By Shannon Hall

New York Times News Service

The north magnetic pole is restless.

Distinct from the geographic North Pole, where all the lines of longitude meet at the top of the world, the magnetic pole is the point that a compass recognizes as north. At the moment, it’s 4 degrees south of the geographic North Pole, which lies in the Arctic Ocean at 90 degrees north. But that wasn’t always the case.

In the mid-19th century, the north magnetic pole floated much farther south, roaming around Canada. For the past 150 years, however, the pole has been sprinting away from Canada and toward Siberia.

That change of address cannot be ignored, given that magnetic compasses still underpin modern navigation, from the systems used by civilian and military airplanes to those that orient your iPhone.

In 1965, scientists began a data-based representation of Earth’s magnetic field in order to better keep track of the pole’s ever-changing home. The World Magnetic Model is updated every five years — most recently in 2015 — because the magnetic field is constantly shifting.

In early 2018, it became clear that 2015’s edition was in trouble, because the pole’s Siberian stroll had picked up speed, rendering the model — and therefore a number of navigational systems — incorrect.

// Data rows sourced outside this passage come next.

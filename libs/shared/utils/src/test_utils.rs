use std::sync::Arc;
use serde_json::json;
use uuid::Uuid;

use shared_config::{AppConfig, DEFAULT_APPOINTMENT_DURATION_MINUTES, DEFAULT_SERVER_PORT};

pub struct TestConfig {
    pub supabase_url: String,
    pub supabase_anon_key: String,
    pub default_appointment_duration_minutes: u32,
}

impl Default for TestConfig {
    fn default() -> Self {
        Self {
            supabase_url: "http://localhost:54321".to_string(),
            supabase_anon_key: "test-anon-key".to_string(),
            default_appointment_duration_minutes: DEFAULT_APPOINTMENT_DURATION_MINUTES,
        }
    }
}

impl TestConfig {
    /// Point the config at a wiremock server
    pub fn with_url(url: &str) -> Self {
        Self {
            supabase_url: url.to_string(),
            ..Self::default()
        }
    }

    pub fn to_app_config(&self) -> AppConfig {
        AppConfig {
            supabase_url: self.supabase_url.clone(),
            supabase_anon_key: self.supabase_anon_key.clone(),
            supabase_service_role_key: None,
            default_appointment_duration_minutes: self.default_appointment_duration_minutes,
            server_port: DEFAULT_SERVER_PORT,
            dev_rooms: Vec::new(),
        }
    }

    pub fn to_arc(&self) -> Arc<AppConfig> {
        Arc::new(self.to_app_config())
    }
}

pub struct MockSupabaseResponses;

impl MockSupabaseResponses {
    pub fn appointment_response(
        date: &str,
        start_time: &str,
        end_time: &str,
        room_id: &str,
        psychologist_email: &str,
        patient_name: &str,
    ) -> serde_json::Value {
        json!({
            "id": Uuid::new_v4().to_string(),
            "appointment_date": date,
            "start_time": start_time,
            "end_time": end_time,
            "appointment_time": null,
            "psychologist_email": psychologist_email,
            "room_id": room_id,
            "patient_name": patient_name,
            "status": "scheduled",
            "notes": null,
            "created_at": "2024-01-01T00:00:00Z",
            "updated_at": "2024-01-01T00:00:00Z"
        })
    }

    /// Row written before start/end times were tracked
    pub fn legacy_appointment_response(
        date: &str,
        appointment_time: &str,
        room_id: &str,
        psychologist_email: &str,
        patient_name: &str,
    ) -> serde_json::Value {
        json!({
            "id": Uuid::new_v4().to_string(),
            "appointment_date": date,
            "appointment_time": appointment_time,
            "psychologist_email": psychologist_email,
            "room_id": room_id,
            "patient_name": patient_name,
            "status": "pending"
        })
    }

    pub fn room_response(id: &str, name: &str, is_available: bool) -> serde_json::Value {
        json!({
            "id": id,
            "name": name,
            "is_available": is_available,
            "created_at": "2024-01-01T00:00:00Z",
            "updated_at": "2024-01-01T00:00:00Z"
        })
    }

    pub fn error_response(message: &str, code: &str) -> serde_json::Value {
        json!({
            "message": message,
            "code": code
        })
    }
}

#[cfg(test)]
mod tests {
    use super::*;

    #[test]
    fn test_config_creation() {
        let config = TestConfig::default();
        let app_config = config.to_app_config();

        assert_eq!(app_config.supabase_url, "http://localhost:54321");
        assert_eq!(app_config.supabase_anon_key, "test-anon-key");
        assert!(app_config.is_configured());
    }

    #[test]
    fn appointment_fixture_has_expected_fields() {
        let row = MockSupabaseResponses::appointment_response(
            "2024-03-15", "10:00", "11:00", "A", "dr@x.com", "Ana",
        );
        assert_eq!(row["room_id"], "A");
        assert_eq!(row["status"], "scheduled");
        assert!(row["id"].is_string());
    }
}
pub mod error;
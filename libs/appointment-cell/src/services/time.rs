use std::fmt;

use chrono::{NaiveTime, Timelike};

pub const MINUTES_PER_DAY: u32 = 24 * 60;

/// Minutes since midnight for a wall-clock `HH:MM` (or `HH:MM:SS`) string
pub fn parse_minutes(value: &str) -> Option<u32> {
    let value = value.trim();
    let time = NaiveTime::parse_from_str(value, "%H:%M")
        .or_else(|_| NaiveTime::parse_from_str(value, "%H:%M:%S"))
        .ok()?;
    Some(time.hour() * 60 + time.minute())
}

/// Like `parse_minutes`, but also reads `24:00` as the end of the day
pub fn parse_end_minutes(value: &str) -> Option<u32> {
    match value.trim() {
        "24:00" | "24:00:00" => Some(MINUTES_PER_DAY),
        other => parse_minutes(other),
    }
}

pub fn format_minutes(minutes: u32) -> String {
    format!("{:02}:{:02}", minutes / 60, minutes % 60)
}

/// Half-open overlap test on raw `HH:MM` strings.
///
/// Intervals that only touch at an endpoint do not overlap. Any unparseable
/// input makes the comparison false.
pub fn time_ranges_overlap(start1: &str, end1: &str, start2: &str, end2: &str) -> bool {
    match (
        parse_minutes(start1),
        parse_end_minutes(end1),
        parse_minutes(start2),
        parse_end_minutes(end2),
    ) {
        (Some(s1), Some(e1), Some(s2), Some(e2)) => s1 < e2 && e1 > s2,
        _ => false,
    }
}

/// A non-empty `[start, end)` range in minutes since midnight
#[derive(Debug, Clone, Copy, PartialEq, Eq)]
pub struct TimeRange {
    pub start: u32,
    pub end: u32,
}

impl TimeRange {
    pub fn new(start: u32, end: u32) -> Option<Self> {
        (start < end && end <= MINUTES_PER_DAY).then_some(Self { start, end })
    }

    pub fn parse(start: &str, end: &str) -> Option<Self> {
        Self::new(parse_minutes(start)?, parse_end_minutes(end)?)
    }

    /// Range of `duration_minutes` from `start`, clipped at midnight
    pub fn starting_at(start: &str, duration_minutes: u32) -> Option<Self> {
        let start = parse_minutes(start)?;
        Self::new(start, (start + duration_minutes).min(MINUTES_PER_DAY))
    }

    pub fn overlaps(&self, other: &TimeRange) -> bool {
        self.start < other.end && self.end > other.start
    }

    pub fn contains(&self, minute: u32) -> bool {
        self.start <= minute && minute < self.end
    }

    pub fn start_label(&self) -> String {
        format_minutes(self.start)
    }

    pub fn end_label(&self) -> String {
        format_minutes(self.end)
    }
}

impl fmt::Display for TimeRange {
    fn fmt(&self, f: &mut fmt::Formatter<'_>) -> fmt::Result {
        write!(f, "{}-{}", self.start_label(), self.end_label())
    }
}
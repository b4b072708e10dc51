// libs/appointment-cell/tests/handlers_test.rs
use std::sync::Arc;

use axum::{
    body::{to_bytes, Body},
    http::{header, Method, Request, StatusCode},
    Router,
};
use serde_json::{json, Value};
use tower::ServiceExt;

use appointment_cell::models::Room;
use appointment_cell::router::{appointment_routes, room_routes};
use appointment_cell::store::InMemoryStore;
use appointment_cell::AppState;
use shared_config::AppConfig;

fn app(store: Arc<InMemoryStore>) -> Router {
    let state = Arc::new(AppState::new(Arc::new(AppConfig::default()), store.clone(), store));
    Router::new()
        .nest("/appointments", appointment_routes(state.clone()))
        .nest("/rooms", room_routes(state))
}

fn store() -> Arc<InMemoryStore> {
    Arc::new(InMemoryStore::with_rooms(vec![
        Room::new("A", "Room A", true),
        Room::new("B", "Room B", true),
    ]))
}

async fn send(app: &Router, method: Method, uri: &str, body: Option<Value>) -> (StatusCode, Value) {
    let mut builder = Request::builder().method(method).uri(uri);
    let body = match body {
        Some(json) => {
            builder = builder.header(header::CONTENT_TYPE, "application/json");
            Body::from(json.to_string())
        }
        None => Body::empty(),
    };

    let response = app.clone().oneshot(builder.body(body).unwrap()).await.unwrap();
    let status = response.status();
    let bytes = to_bytes(response.into_body(), usize::MAX).await.unwrap();
    let value = serde_json::from_slice(&bytes).unwrap_or(Value::Null);
    (status, value)
}

fn ana_at_ten() -> Value {
    json!({
        "appointment_date": "2024-03-15",
        "start_time": "10:00",
        "end_time": "11:00",
        "psychologist_email": "dr@x.com",
        "room_id": "A",
        "patient_name": "Ana"
    })
}

#[tokio::test]
async fn book_then_conflict_returns_409_with_details() {
    let app = app(store());

    let (status, body) = send(&app, Method::POST, "/appointments", Some(ana_at_ten())).await;
    assert_eq!(status, StatusCode::CREATED);
    assert_eq!(body["success"], true);
    assert_eq!(body["appointment"]["status"], "scheduled");

    let mut overlapping = ana_at_ten();
    overlapping["start_time"] = json!("10:30");
    overlapping["end_time"] = json!("11:30");

    let (status, body) = send(&app, Method::POST, "/appointments", Some(overlapping)).await;
    assert_eq!(status, StatusCode::CONFLICT);
    assert_eq!(body["success"], false);

    let types: Vec<&str> = body["conflicts"].as_array().unwrap()
        .iter()
        .map(|c| c["type"].as_str().unwrap())
        .collect();
    assert_eq!(types, vec!["room", "psychologist", "patient"]);
    assert!(body["alternatives"].is_array());
}

#[tokio::test]
async fn conflict_check_endpoint_reports_clear_slot() {
    let app = app(store());
    send(&app, Method::POST, "/appointments", Some(ana_at_ten())).await;

    let (status, body) = send(
        &app,
        Method::GET,
        "/appointments/conflicts/check?date=2024-03-15&start_time=10:30&end_time=11:30&psychologist_email=other@x.com&room_id=B&patient_name=Bruno",
        None,
    ).await;

    assert_eq!(status, StatusCode::OK);
    assert_eq!(body["has_conflicts"], false);
    assert_eq!(body["conflicts"], json!([]));
}

#[tokio::test]
async fn conflict_check_endpoint_fails_closed() {
    let store = store();
    store.set_failing(true);
    let app = app(store);

    let (status, body) = send(
        &app,
        Method::GET,
        "/appointments/conflicts/check?date=2024-03-15&start_time=10:00&end_time=11:00&psychologist_email=dr@x.com&room_id=A",
        None,
    ).await;

    assert_eq!(status, StatusCode::OK);
    assert_eq!(body["has_conflicts"], true);
    assert_eq!(body["conflicts"][0]["type"], "time_overlap");
}

#[tokio::test]
async fn alternatives_endpoint_lists_suggestions() {
    let app = app(store());
    send(&app, Method::POST, "/appointments", Some(ana_at_ten())).await;

    let (status, body) = send(
        &app,
        Method::GET,
        "/appointments/alternatives?date=2024-03-15&start_time=10:00&end_time=11:00&psychologist_email=other@x.com&room_id=A",
        None,
    ).await;

    assert_eq!(status, StatusCode::OK);
    let count = body["count"].as_u64().unwrap();
    assert!(count > 0 && count <= 6);
    assert_eq!(body["alternatives"][0]["type"], "alternative_time");
    assert_eq!(body["alternatives"][0]["urgency"], "high");
}

#[tokio::test]
async fn available_rooms_excludes_occupied_room() {
    let app = app(store());
    send(&app, Method::POST, "/appointments", Some(ana_at_ten())).await;

    let (status, body) = send(&app, Method::GET, "/rooms/available?date=2024-03-15&time=10:30", None).await;

    assert_eq!(status, StatusCode::OK);
    let ids: Vec<&str> = body["rooms"].as_array().unwrap()
        .iter()
        .map(|room| room["id"].as_str().unwrap())
        .collect();
    assert_eq!(ids, vec!["B"]);
}

#[tokio::test]
async fn status_and_lookup_round_trip() {
    let app = app(store());
    let (_, created) = send(&app, Method::POST, "/appointments", Some(ana_at_ten())).await;
    let id = created["appointment"]["id"].as_str().unwrap().to_string();

    let (status, body) = send(
        &app,
        Method::PATCH,
        &format!("/appointments/{}/status", id),
        Some(json!({ "status": "cancelled" })),
    ).await;
    assert_eq!(status, StatusCode::OK);
    assert_eq!(body["appointment"]["status"], "cancelled");

    let (status, body) = send(&app, Method::GET, &format!("/appointments/{}", id), None).await;
    assert_eq!(status, StatusCode::OK);
    assert_eq!(body["status"], "cancelled");

    let (status, body) = send(&app, Method::GET, "/appointments?date=2024-03-15", None).await;
    assert_eq!(status, StatusCode::OK);
    assert_eq!(body["total"], 1);
}

#[tokio::test]
async fn errors_map_to_http_statuses() {
    let app = app(store());

    let (status, body) = send(&app, Method::GET, "/appointments/missing", None).await;
    assert_eq!(status, StatusCode::NOT_FOUND);
    assert_eq!(body["error"], "Appointment not found");

    let mut bad_range = ana_at_ten();
    bad_range["end_time"] = json!("09:00");
    let (status, _) = send(&app, Method::POST, "/appointments", Some(bad_range)).await;
    assert_eq!(status, StatusCode::BAD_REQUEST);

    let mut unknown_room = ana_at_ten();
    unknown_room["room_id"] = json!("Z");
    let (status, _) = send(&app, Method::POST, "/appointments", Some(unknown_room)).await;
    assert_eq!(status, StatusCode::NOT_FOUND);
}
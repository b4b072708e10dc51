// libs/appointment-cell/src/handlers.rs
use std::sync::Arc;

use axum::{
    extract::{Path, Query, State},
    http::StatusCode,
    Json,
};
use serde_json::{json, Value};

use shared_models::error::AppError;

use crate::models::{
    AlternativesRequest, AppointmentError, AvailableRoomsQuery, BookAppointmentRequest,
    ConflictCheckRequest, ConflictResult, DateQuery, RescheduleAppointmentRequest,
    UpdateStatusRequest,
};
use crate::services::{
    AlternativeSuggestionService, AppointmentBookingService, ConflictDetectionService,
    RoomAvailabilityService,
};
use crate::state::AppState;

// ==============================================================================
// SCHEDULING CHECKS
// ==============================================================================

#[axum::debug_handler]
pub async fn check_appointment_conflicts(
    State(state): State<Arc<AppState>>,
    Query(request): Query<ConflictCheckRequest>,
) -> Json<ConflictResult> {
    let detector = ConflictDetectionService::new(&state);
    Json(detector.check_conflicts(&request).await)
}

#[axum::debug_handler]
pub async fn suggest_alternatives(
    State(state): State<Arc<AppState>>,
    Query(request): Query<AlternativesRequest>,
) -> Json<Value> {
    let suggester = AlternativeSuggestionService::new(&state);
    let alternatives = suggester.suggest_alternatives(&request).await;

    Json(json!({
        "count": alternatives.len(),
        "alternatives": alternatives,
    }))
}

// ==============================================================================
// APPOINTMENT HANDLERS
// ==============================================================================

#[axum::debug_handler]
pub async fn book_appointment(
    State(state): State<Arc<AppState>>,
    Json(request): Json<BookAppointmentRequest>,
) -> Result<(StatusCode, Json<Value>), AppError> {
    let booking_service = AppointmentBookingService::new(&state);

    match booking_service.book_appointment(request).await {
        Ok(appointment) => Ok((StatusCode::CREATED, Json(json!({
            "success": true,
            "appointment": appointment,
            "message": "Appointment booked successfully"
        })))),
        Err(AppointmentError::ConflictDetected(report)) => Ok((StatusCode::CONFLICT, Json(json!({
            "success": false,
            "message": "Appointment conflicts with existing booking",
            "conflicts": report.conflicts.conflicts,
            "alternatives": report.alternatives
        })))),
        Err(e) => Err(map_appointment_error(e)),
    }
}

#[axum::debug_handler]
pub async fn list_appointments(
    State(state): State<Arc<AppState>>,
    Query(query): Query<DateQuery>,
) -> Result<Json<Value>, AppError> {
    let booking_service = AppointmentBookingService::new(&state);
    let appointments = booking_service.list_appointments_by_date(query.date).await
        .map_err(map_appointment_error)?;

    Ok(Json(json!({
        "date": query.date,
        "appointments": appointments,
        "total": appointments.len()
    })))
}

#[axum::debug_handler]
pub async fn get_appointment(
    State(state): State<Arc<AppState>>,
    Path(appointment_id): Path<String>,
) -> Result<Json<Value>, AppError> {
    let booking_service = AppointmentBookingService::new(&state);
    let appointment = booking_service.get_appointment(&appointment_id).await
        .map_err(map_appointment_error)?;

    Ok(Json(json!(appointment)))
}

#[axum::debug_handler]
pub async fn reschedule_appointment(
    State(state): State<Arc<AppState>>,
    Path(appointment_id): Path<String>,
    Json(request): Json<RescheduleAppointmentRequest>,
) -> Result<(StatusCode, Json<Value>), AppError> {
    let booking_service = AppointmentBookingService::new(&state);

    match booking_service.reschedule_appointment(&appointment_id, request).await {
        Ok(appointment) => Ok((StatusCode::OK, Json(json!({
            "success": true,
            "appointment": appointment,
            "message": "Appointment rescheduled successfully"
        })))),
        Err(AppointmentError::ConflictDetected(report)) => Ok((StatusCode::CONFLICT, Json(json!({
            "success": false,
            "message": "New time conflicts with existing booking",
            "conflicts": report.conflicts.conflicts,
            "alternatives": report.alternatives
        })))),
        Err(e) => Err(map_appointment_error(e)),
    }
}

#[axum::debug_handler]
pub async fn update_appointment_status(
    State(state): State<Arc<AppState>>,
    Path(appointment_id): Path<String>,
    Json(request): Json<UpdateStatusRequest>,
) -> Result<Json<Value>, AppError> {
    let booking_service = AppointmentBookingService::new(&state);
    let appointment = booking_service.update_status(&appointment_id, request.status).await
        .map_err(map_appointment_error)?;

    Ok(Json(json!({
        "success": true,
        "appointment": appointment
    })))
}

// ==============================================================================
// ROOM HANDLERS
// ==============================================================================

#[axum::debug_handler]
pub async fn list_rooms(
    State(state): State<Arc<AppState>>,
) -> Result<Json<Value>, AppError> {
    let availability = RoomAvailabilityService::new(&state);
    let rooms = availability.get_all_rooms().await.map_err(map_appointment_error)?;

    Ok(Json(json!({ "rooms": rooms })))
}

#[axum::debug_handler]
pub async fn get_available_rooms(
    State(state): State<Arc<AppState>>,
    Query(query): Query<AvailableRoomsQuery>,
) -> Result<Json<Value>, AppError> {
    let availability = RoomAvailabilityService::new(&state);
    let rooms = availability.get_available_rooms(
        query.date,
        &query.time,
        query.exclude_appointment_id.as_deref(),
    ).await.map_err(map_appointment_error)?;

    Ok(Json(json!({
        "date": query.date,
        "time": query.time,
        "rooms": rooms
    })))
}

fn map_appointment_error(e: AppointmentError) -> AppError {
    match e {
        AppointmentError::NotFound => AppError::NotFound("Appointment not found".to_string()),
        AppointmentError::RoomNotFound(room_id) => AppError::NotFound(format!("Room {} not found", room_id)),
        AppointmentError::InvalidTime(msg) => AppError::BadRequest(msg),
        AppointmentError::ValidationError(msg) => AppError::ValidationError(msg),
        AppointmentError::InvalidStatusTransition(status) => {
            AppError::BadRequest(format!("Cannot modify appointment in status: {}", status))
        }
        AppointmentError::ConflictDetected(_) => {
            AppError::Conflict("Appointment conflicts with existing booking".to_string())
        }
        AppointmentError::DatabaseError(msg) => AppError::Database(msg),
    }
}
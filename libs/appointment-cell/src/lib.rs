pub mod handlers;
pub mod models;
pub mod router;
pub mod services;
pub mod state;
pub mod store;

pub use models::*;
pub use state::AppState;
//! Legacy (Netscape / RFC 2109) cookie processor.
//!
//! Values that contain characters outside the allowed set are wrapped in double
//! quotes, with `\` and `"` escaped, and the cookie is raised to version 1 so the
//! quoting is understood by the client. This processor never rejects a cookie.
//!
//! ### Allowed characters
//! Printable ASCII, except:
//! - tab, space, `,` and `;`, always;
//! - the HTTP separators `()<>@:\"[]?={}`, unless
//!   [`LegacyConfig::allow_http_separators_in_v0`] is set;
//! - `/`, when [`LegacyConfig::forward_slash_is_separator`] is set.
//!
//! ### Example
//! ```rust
//! use gosub_cookies::config::LegacyConfig;
//! use gosub_cookies::cookies::{legacy, Cookie};
//!
//! let header = legacy::render(&Cookie::new("foo", "a;b"), &LegacyConfig::default());
//! assert_eq!(header, "foo=\"a;b\"; Version=1");
//! ```

use crate::config::LegacyConfig;
use crate::cookies::chars::{
    first_violation, push_escaped, push_requoted, split_quoted, AsciiSet, CharClass, Classifier, HTTP_SEPARATORS,
    PRINTABLE, V0_SEPARATORS,
};
use crate::cookies::{Cookie, CookieProcessor};
use crate::errors::CookieError;

/// Renders `cookie` with a one-off legacy processor built from `config`.
pub fn render(cookie: &Cookie, config: &LegacyConfig) -> String {
    LegacyCookieProcessor::new(*config).render(cookie)
}

/// Cookie processor following the legacy (version 0 / version 1) rules.
///
/// The set of characters that may appear unquoted is computed once from the
/// [`LegacyConfig`] and never changes afterward.
#[derive(Debug, Clone)]
pub struct LegacyCookieProcessor {
    config: LegacyConfig,
    allowed_without_quotes: AsciiSet,
}

impl Default for LegacyCookieProcessor {
    fn default() -> Self {
        Self::new(LegacyConfig::default())
    }
}

impl LegacyCookieProcessor {
    pub fn new(config: LegacyConfig) -> Self {
        let mut allowed = PRINTABLE.difference(V0_SEPARATORS);
        if !config.allow_http_separators_in_v0 {
            allowed = allowed.difference(HTTP_SEPARATORS);
        }
        if config.forward_slash_is_separator {
            allowed = allowed.remove(b'/');
        }

        Self {
            config,
            allowed_without_quotes: allowed,
        }
    }

    pub fn config(&self) -> &LegacyConfig {
        &self.config
    }

    /// Renders `cookie` as `name=value`, followed by `; Version=n` for version 1+ cookies.
    ///
    /// An already quoted value keeps its quotes and its escaped pairs; only a bare
    /// inner `"` or a trailing lone `\` is escaped.
    pub fn render(&self, cookie: &Cookie) -> String {
        let value = cookie.value_or_empty();
        let (inner, already_quoted) = split_quoted(value);

        if let Some((pos, c)) = value
            .char_indices()
            .find(|&(_, c)| self.classify(c) == CharClass::Forbidden)
        {
            log::warn!(
                "Cookie '{}': non-printable character {:?} at position {} in value",
                cookie.name,
                c,
                pos
            );
        }

        let mut buf = String::with_capacity(cookie.name.len() + value.len() + 16);
        buf.push_str(&cookie.name);
        buf.push('=');

        let violation = if value.is_empty() {
            buf.push_str("\"\"");
            None
        } else if already_quoted {
            buf.push('"');
            let violation = push_requoted(&mut buf, inner, self);
            buf.push('"');
            violation
        } else {
            let violation = first_violation(value, self);
            if violation.is_some() {
                buf.push('"');
                push_escaped(&mut buf, value);
                buf.push('"');
            } else {
                buf.push_str(value);
            }
            violation
        };

        let mut version = cookie.version;
        if let Some((_, c)) = violation {
            if version == 0 {
                log::debug!(
                    "Cookie '{}': character {:?} requires quoting, switching to version 1",
                    cookie.name,
                    c
                );
            }
            version = version.max(1);
        }

        if version >= 1 {
            buf.push_str(&format!("; Version={version}"));
        }

        log::trace!("Generated legacy cookie header: {buf}");
        buf
    }
}

impl Classifier for LegacyCookieProcessor {
    fn classify(&self, c: char) -> CharClass {
        if self.allowed_without_quotes.contains(c) {
            CharClass::Plain
        } else if PRINTABLE.contains(c) || c == '\t' {
            CharClass::Quotable
        } else {
            CharClass::Forbidden
        }
    }
}

impl CookieProcessor for LegacyCookieProcessor {
    fn name(&self) -> &'static str {
        "legacy"
    }

    fn generate_header(&self, cookie: &Cookie) -> Result<String, CookieError> {
        Ok(self.render(cookie))
    }
}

So for the first time, scientists have updated the model ahead of schedule, which they released Monday afternoon. Since this work was completed in the wake of the partial government shutdown (which delayed its full release), researchers are still trying to get a handle on the mysteries within Earth’s core that must be driving the magnetic pole’s surprising behavior.

A continuous makeover

The north magnetic pole’s dizzying dance was discovered nearly 400 years ago, when Henry Gellibrand, an English mathematician, realized that it had jumped hundreds of miles closer to the geographic pole over the course of 50 years.

“That was a big, monumental recognition that the field was not static, but dynamic,” said Andrew Jackson, a geophysicist at ETH Zurich.

It didn’t take long, however, before magnetic north flipped direction and started to move away from the geographic pole — demonstrating that the field is not just dynamic, it’s unpredictable.

Scientists attribute this wanderlust to the liquid iron sloshing within our planet’s outer core. That iron rises, cools and then sinks. And that motion below carries Earth’s magnetic field with it, producing changes above.

Alongside GPS, navigational systems used by satellites, aircraft, ships and other vehicles rely on magnetic compasses to ensure they’re moving in the correct direction. Perhaps the most visible sign of this can be found at the end of every airport runway, where large white numbers reflect the runway’s magnetic heading.

But as the magnetic field shifts, those headings change and runways get a makeover. And it all depends on the World Magnetic Model, which is not easy to build. Unlike the kilogram or the second, the magnetic field cannot be defined once and then used for decades.

The pole’s pilgrimage

After scientists released the World Magnetic Model in 2015, they periodically checked it against field measurements to ensure that it was accurately predicting variations in Earth’s magnetic field. When they ran that check in early 2018, they discovered the model and reality were out of alignment.

“We noticed that the error in the Arctic was increasing faster than what we would expect,” said Arnaud Chulliat, a geophysicist with NOAA.

Although the north magnetic pole has long been scurrying away from Canada and toward Siberia, the rate of its movement drastically changes. Throughout most of the 20th century, it drifted at roughly 6 miles per year. In the 1980s, it picked up speed, and by the year 2000 it was traveling at 35 miles per year on the way out of Canada.

Then, in 2015, the pole slowed to 30 miles per year. So when the team issued the most recent magnetic map, scientists predicted the speed would continue dropping.

Just after the model was released, the north magnetic pole picked up momentum again, and now it is fluctuating at around 35 miles per year. In late 2017, the pole crossed the international date line into the Eastern Hemisphere.

“It’s not the fact that the pole is moving that is a problem, it’s the fact that it’s accelerating at this rate,” said William Brown, a geophysicist at the British Geological Survey. “The more acceleration or deceleration there is, the harder to predict where the thing is going to be.”

For people like Peter Olson, a geophysicist at Johns Hopkins University, the concern is relative. Whatever the risks to power grids and communications, humanity would have ample time to prepare. “Of all the problems we have, this is not a top 10 problem,” Olson said.